WHAT YOU SHOULD DO: Locate all lines in the data below that hold "PoiRecord" and show them.

DATA EXCERPTS:
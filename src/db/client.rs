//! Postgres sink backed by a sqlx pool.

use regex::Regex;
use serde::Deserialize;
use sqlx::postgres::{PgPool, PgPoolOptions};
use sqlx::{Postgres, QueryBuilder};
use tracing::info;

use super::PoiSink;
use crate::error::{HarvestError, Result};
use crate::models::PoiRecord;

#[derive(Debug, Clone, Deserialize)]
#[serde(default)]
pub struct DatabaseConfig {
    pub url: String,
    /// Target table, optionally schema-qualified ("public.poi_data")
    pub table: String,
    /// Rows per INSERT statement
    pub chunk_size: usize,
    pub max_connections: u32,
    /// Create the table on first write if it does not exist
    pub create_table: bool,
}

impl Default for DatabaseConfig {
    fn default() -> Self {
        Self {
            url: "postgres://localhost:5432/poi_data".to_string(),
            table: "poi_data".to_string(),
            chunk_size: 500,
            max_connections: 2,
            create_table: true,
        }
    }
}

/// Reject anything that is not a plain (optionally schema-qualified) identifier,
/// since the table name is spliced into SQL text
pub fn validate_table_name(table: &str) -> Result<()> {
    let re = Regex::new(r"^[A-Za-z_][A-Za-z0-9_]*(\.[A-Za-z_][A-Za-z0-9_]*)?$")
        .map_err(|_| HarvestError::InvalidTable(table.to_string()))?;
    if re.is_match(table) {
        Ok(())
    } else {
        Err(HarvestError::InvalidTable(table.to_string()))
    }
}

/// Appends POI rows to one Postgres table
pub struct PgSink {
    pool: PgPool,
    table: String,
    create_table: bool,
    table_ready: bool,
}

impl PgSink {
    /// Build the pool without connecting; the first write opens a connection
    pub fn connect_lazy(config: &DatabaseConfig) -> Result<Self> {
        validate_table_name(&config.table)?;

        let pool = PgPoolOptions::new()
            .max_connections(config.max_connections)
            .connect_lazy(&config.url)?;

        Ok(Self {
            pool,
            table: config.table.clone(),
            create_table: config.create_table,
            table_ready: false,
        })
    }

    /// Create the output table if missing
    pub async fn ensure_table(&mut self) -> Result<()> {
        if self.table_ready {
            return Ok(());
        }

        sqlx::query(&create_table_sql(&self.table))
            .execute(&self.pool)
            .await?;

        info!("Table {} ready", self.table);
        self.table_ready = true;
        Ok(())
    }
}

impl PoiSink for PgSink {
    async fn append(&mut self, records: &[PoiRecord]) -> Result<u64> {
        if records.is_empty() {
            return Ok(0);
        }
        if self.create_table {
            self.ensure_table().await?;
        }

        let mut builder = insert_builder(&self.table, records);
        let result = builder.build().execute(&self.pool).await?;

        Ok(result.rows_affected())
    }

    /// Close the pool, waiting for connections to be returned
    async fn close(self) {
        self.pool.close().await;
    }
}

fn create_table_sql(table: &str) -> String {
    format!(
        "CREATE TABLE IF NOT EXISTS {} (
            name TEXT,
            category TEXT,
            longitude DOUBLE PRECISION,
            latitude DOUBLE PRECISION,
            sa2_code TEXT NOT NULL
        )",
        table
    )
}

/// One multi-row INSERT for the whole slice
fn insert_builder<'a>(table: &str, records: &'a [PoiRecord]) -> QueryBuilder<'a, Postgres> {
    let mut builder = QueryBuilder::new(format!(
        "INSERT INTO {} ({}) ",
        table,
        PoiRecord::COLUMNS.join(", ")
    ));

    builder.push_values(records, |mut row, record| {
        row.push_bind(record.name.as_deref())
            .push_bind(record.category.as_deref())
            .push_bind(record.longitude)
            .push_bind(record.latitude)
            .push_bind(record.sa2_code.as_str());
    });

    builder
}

--

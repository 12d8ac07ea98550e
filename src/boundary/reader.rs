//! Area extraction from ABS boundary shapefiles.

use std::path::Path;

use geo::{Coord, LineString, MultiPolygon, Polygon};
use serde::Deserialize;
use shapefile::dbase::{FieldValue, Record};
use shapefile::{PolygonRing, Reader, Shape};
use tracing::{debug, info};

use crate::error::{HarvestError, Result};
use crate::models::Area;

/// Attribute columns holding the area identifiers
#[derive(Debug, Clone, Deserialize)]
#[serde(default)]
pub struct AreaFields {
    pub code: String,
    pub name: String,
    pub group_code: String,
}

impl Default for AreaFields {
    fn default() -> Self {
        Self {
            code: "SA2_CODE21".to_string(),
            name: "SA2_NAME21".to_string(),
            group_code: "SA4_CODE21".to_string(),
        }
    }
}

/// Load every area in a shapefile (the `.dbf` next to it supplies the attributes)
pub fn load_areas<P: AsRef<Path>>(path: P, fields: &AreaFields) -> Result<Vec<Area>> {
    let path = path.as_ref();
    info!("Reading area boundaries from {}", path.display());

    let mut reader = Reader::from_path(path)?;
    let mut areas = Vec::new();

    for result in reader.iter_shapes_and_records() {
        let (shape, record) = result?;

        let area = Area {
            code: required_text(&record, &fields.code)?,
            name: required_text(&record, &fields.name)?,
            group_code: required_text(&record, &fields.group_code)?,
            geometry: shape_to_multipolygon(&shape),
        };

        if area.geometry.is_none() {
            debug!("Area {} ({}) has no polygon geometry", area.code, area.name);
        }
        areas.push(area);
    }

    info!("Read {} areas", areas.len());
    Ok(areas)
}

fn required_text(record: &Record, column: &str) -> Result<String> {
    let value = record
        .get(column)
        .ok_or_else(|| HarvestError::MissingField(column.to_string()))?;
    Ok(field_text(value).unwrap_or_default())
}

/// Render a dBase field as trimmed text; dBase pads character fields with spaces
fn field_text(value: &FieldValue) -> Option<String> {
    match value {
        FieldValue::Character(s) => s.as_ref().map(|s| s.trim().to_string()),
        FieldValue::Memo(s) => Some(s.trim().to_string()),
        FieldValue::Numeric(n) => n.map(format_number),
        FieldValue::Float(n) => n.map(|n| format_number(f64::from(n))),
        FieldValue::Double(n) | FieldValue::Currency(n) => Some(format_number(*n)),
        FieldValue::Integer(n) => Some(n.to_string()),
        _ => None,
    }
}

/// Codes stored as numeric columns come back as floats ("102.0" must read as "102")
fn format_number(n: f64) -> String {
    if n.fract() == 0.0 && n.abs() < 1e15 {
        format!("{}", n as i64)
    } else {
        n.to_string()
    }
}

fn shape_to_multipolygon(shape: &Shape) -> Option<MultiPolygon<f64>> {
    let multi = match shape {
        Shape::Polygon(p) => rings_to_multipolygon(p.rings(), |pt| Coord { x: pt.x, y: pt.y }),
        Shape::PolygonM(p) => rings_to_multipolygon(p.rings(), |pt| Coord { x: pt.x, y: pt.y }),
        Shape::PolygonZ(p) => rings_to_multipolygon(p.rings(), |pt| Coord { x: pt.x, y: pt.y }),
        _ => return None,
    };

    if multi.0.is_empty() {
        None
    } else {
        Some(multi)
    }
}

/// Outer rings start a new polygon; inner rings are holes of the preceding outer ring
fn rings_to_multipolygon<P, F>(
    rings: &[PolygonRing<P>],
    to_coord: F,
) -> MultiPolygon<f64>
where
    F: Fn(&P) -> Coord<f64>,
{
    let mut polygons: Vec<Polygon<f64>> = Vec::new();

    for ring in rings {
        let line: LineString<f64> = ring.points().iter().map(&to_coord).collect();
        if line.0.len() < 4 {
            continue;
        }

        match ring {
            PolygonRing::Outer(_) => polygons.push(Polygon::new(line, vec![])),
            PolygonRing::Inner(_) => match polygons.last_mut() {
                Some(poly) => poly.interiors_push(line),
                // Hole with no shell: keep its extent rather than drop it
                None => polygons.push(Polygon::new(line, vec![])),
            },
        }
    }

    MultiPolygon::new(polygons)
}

...

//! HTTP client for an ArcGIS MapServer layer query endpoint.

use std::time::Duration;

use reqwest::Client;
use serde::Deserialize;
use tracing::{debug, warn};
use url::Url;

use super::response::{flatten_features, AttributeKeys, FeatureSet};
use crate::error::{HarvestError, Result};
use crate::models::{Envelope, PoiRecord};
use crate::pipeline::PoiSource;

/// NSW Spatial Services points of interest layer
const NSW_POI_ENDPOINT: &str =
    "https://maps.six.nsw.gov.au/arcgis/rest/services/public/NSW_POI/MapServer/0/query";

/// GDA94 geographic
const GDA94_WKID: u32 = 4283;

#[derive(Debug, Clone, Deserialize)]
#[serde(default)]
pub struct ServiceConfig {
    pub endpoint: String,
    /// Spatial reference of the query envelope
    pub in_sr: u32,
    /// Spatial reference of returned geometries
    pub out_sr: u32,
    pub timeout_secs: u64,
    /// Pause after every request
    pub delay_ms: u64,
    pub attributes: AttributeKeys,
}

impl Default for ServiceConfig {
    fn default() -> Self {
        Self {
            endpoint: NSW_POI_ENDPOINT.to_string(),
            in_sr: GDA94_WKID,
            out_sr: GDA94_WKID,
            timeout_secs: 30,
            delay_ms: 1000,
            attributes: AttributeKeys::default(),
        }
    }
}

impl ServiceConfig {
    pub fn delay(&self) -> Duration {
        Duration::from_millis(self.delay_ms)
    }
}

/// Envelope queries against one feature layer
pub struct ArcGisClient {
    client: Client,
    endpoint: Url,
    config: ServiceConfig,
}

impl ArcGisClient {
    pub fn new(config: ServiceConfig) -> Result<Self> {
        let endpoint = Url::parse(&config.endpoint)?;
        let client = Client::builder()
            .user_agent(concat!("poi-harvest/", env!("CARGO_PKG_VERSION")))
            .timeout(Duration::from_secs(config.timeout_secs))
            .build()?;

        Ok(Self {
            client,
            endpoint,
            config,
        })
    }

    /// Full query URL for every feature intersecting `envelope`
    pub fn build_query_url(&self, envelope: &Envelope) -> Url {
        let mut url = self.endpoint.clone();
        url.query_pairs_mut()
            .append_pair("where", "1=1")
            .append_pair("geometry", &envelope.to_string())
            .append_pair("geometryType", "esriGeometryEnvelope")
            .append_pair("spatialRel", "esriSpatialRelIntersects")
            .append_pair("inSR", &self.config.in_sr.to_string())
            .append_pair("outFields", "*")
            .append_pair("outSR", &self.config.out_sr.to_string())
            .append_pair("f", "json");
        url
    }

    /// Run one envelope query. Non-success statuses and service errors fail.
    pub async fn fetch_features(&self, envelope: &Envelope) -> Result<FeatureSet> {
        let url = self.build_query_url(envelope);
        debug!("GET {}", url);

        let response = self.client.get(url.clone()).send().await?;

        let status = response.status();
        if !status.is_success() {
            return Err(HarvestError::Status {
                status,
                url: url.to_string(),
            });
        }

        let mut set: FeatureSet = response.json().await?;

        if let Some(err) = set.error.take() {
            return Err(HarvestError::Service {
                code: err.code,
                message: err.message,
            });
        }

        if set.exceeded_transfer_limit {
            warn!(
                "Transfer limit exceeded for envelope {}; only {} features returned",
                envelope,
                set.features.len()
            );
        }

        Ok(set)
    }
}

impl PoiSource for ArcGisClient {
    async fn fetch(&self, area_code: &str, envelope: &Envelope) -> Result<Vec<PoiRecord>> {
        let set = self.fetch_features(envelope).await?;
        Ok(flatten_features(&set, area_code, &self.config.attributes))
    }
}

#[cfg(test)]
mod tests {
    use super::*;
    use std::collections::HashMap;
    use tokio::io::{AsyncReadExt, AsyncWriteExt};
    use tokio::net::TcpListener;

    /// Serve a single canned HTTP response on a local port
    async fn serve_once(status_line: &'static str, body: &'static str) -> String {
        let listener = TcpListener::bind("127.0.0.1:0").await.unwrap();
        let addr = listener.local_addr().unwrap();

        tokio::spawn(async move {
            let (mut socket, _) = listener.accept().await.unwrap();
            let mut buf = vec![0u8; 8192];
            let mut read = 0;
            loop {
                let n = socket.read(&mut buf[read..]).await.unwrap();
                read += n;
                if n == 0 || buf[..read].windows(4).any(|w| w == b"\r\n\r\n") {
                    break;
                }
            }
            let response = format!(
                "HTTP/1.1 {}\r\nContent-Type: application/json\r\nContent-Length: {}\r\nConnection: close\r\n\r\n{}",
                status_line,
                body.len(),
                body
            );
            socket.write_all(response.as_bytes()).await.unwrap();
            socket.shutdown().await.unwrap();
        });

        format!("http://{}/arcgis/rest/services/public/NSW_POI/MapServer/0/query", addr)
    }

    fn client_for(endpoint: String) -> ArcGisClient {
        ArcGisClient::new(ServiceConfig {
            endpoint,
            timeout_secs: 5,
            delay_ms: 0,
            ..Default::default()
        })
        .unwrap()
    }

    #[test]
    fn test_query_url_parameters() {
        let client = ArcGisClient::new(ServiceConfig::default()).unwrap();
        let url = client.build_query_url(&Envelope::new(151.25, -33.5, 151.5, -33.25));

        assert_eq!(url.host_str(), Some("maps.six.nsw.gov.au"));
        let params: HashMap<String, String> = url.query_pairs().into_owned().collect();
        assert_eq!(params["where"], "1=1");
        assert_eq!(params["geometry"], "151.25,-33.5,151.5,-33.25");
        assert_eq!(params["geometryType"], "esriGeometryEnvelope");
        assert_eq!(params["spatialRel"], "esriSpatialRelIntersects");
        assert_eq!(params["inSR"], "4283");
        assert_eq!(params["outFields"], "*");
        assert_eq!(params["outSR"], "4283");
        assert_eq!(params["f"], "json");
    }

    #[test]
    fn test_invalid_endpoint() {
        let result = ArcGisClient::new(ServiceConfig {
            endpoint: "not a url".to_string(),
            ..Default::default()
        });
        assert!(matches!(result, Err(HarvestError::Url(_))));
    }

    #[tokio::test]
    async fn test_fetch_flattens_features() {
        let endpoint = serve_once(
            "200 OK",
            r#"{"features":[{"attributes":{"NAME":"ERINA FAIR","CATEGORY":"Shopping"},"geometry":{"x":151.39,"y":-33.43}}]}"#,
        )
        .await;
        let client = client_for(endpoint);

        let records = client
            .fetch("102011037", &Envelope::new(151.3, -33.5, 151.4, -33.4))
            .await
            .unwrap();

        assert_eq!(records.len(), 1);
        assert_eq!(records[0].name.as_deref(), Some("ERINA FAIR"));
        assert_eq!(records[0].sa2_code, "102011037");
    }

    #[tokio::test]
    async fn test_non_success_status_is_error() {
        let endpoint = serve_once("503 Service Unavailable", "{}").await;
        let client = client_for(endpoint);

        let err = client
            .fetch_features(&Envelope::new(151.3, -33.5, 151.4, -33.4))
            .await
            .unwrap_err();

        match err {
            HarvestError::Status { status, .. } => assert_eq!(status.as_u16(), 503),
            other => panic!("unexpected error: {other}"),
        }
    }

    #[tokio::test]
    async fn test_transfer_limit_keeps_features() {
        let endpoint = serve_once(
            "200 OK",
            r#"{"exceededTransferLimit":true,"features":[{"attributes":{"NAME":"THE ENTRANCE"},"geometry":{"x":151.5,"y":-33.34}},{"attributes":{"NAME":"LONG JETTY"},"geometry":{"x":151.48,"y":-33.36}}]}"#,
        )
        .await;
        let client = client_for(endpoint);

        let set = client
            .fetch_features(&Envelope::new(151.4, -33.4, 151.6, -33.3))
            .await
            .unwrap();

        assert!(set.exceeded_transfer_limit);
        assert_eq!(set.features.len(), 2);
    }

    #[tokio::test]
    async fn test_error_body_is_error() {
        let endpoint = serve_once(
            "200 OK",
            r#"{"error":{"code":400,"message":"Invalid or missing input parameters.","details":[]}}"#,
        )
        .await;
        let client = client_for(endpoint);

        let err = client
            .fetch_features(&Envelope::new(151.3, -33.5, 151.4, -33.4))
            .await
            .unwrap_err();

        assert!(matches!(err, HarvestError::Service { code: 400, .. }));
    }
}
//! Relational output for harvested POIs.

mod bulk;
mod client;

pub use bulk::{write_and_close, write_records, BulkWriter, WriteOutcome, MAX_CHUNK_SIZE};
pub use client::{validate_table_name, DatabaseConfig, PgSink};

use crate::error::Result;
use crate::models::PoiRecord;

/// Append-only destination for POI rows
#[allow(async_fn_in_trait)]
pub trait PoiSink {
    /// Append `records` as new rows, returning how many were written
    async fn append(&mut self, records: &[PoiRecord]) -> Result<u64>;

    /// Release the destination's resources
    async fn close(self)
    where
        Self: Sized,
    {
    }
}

RESULT OF THIS EXERCISE:
use crate::models::PoiRecord;
    async fn append(&mut self, records: &[PoiRecord]) -> Result<u64> {
fn insert_builder<'a>(table: &str, records: &'a [PoiRecord]) -> QueryBuilder<'a, Postgres> {
        PoiRecord::COLUMNS.join(", ")
use crate::models::{Envelope, PoiRecord};
    async fn fetch(&self, area_code: &str, envelope: &Envelope) -> Result<Vec<PoiRecord>> {
use crate::models::PoiRecord;
    async fn append(&mut self, records: &[PoiRecord]) -> Result<u64>;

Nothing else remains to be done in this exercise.